Once every line containing "debugger" has been counted, report the total for the data and nothing else.

================================

use super::breakpoint::Breakpoint;
use std::collections::VecDeque;
use std::fmt;

//===========================================================================//

/// Why a backend stopped running.
#[derive(Clone, Copy, Debug, Eq, Hash, PartialEq)]
pub enum StopReason {
    /// The program returned from its entry point.
    Exit,
    /// A breakpoint was hit, or a step completed.
    Breakpoint,
    /// The debugger asked to pause.
    Pause,
    /// The processor executed BRK or a halting opcode.
    Break,
    /// The debugger asked to stop.
    Interrupted,
    /// The backend could not continue.
    Failed,
    /// Anything else.
    Unknown,
}

impl fmt::Display for StopReason {
    fn fmt(&self, formatter: &mut fmt::Formatter) -> fmt::Result {
        let name = match self {
            StopReason::Exit => "exit",
            StopReason::Breakpoint => "breakpoint",
            StopReason::Pause => "pause",
            StopReason::Break => "break",
            StopReason::Interrupted => "interrupted",
            StopReason::Failed => "failed",
            StopReason::Unknown => "unknown",
        };
        formatter.write_str(name)
    }
}

//===========================================================================//

/// A notification from a backend to the debug session.
#[derive(Clone, Debug, Eq, PartialEq)]
pub enum DebugEvent {
    /// The backend began running.
    Started,
    /// The backend stopped running.
    Stopped(StopReason),
    /// A breakpoint was hit.  A `Stopped` event follows.
    Breakpoint(Breakpoint),
    /// The processor hit BRK or a halting opcode at the given address.
    Break(u16),
    /// A logpoint was hit; execution continues.
    Logpoint {
        /// The logpoint.
        breakpoint: Breakpoint,
        /// Its message, with placeholders expanded.
        message: String,
    },
    /// The backend failed.  The session should tear it down.
    Error(String),
}

impl fmt::Display for DebugEvent {
    fn fmt(&self, formatter: &mut fmt::Formatter) -> fmt::Result {
        match self {
            DebugEvent::Started => write!(formatter, "started"),
            DebugEvent::Stopped(reason) => write!(formatter, "stopped ({reason})"),
            DebugEvent::Breakpoint(bp) => {
                write!(formatter, "breakpoint at ${:04x}", bp.address)
            }
            DebugEvent::Break(pc) => write!(formatter, "break at ${pc:04x}"),
            DebugEvent::Logpoint { breakpoint, message } => write!(
                formatter,
                "logpoint at ${:04x}: {message}",
                breakpoint.address
            ),
            DebugEvent::Error(error) => write!(formatter, "error: {error}"),
        }
    }
}

//===========================================================================//

/// A FIFO of pending events that the session drains.
#[derive(Debug, Default)]
pub struct EventQueue {
    events: VecDeque<DebugEvent>,
}

impl EventQueue {
    /// Returns an empty queue.
    pub fn new() -> EventQueue {
        EventQueue { events: VecDeque::new() }
    }

    /// Appends an event.
    pub fn push(&mut self, event: DebugEvent) {
        tracing::trace!(%event, "queued debug event");
        self.events.push_back(event);
    }

    /// Removes and returns the oldest event.
    pub fn pop(&mut self) -> Option<DebugEvent> {
        self.events.pop_front()
    }

    /// Returns true if no events are pending.
    pub fn is_empty(&self) -> bool {
        self.events.is_empty()
    }

    /// Discards all pending events.
    pub fn clear(&mut self) {
        self.events.clear();
    }

    /// Removes and returns every pending event.
    pub fn drain(&mut self) -> Vec<DebugEvent> {
        self.events.drain(..).collect()
    }
}

//===========================================================================//


//===========================================================================//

================================

» **RESPONSE TO THE EXERCISE**
2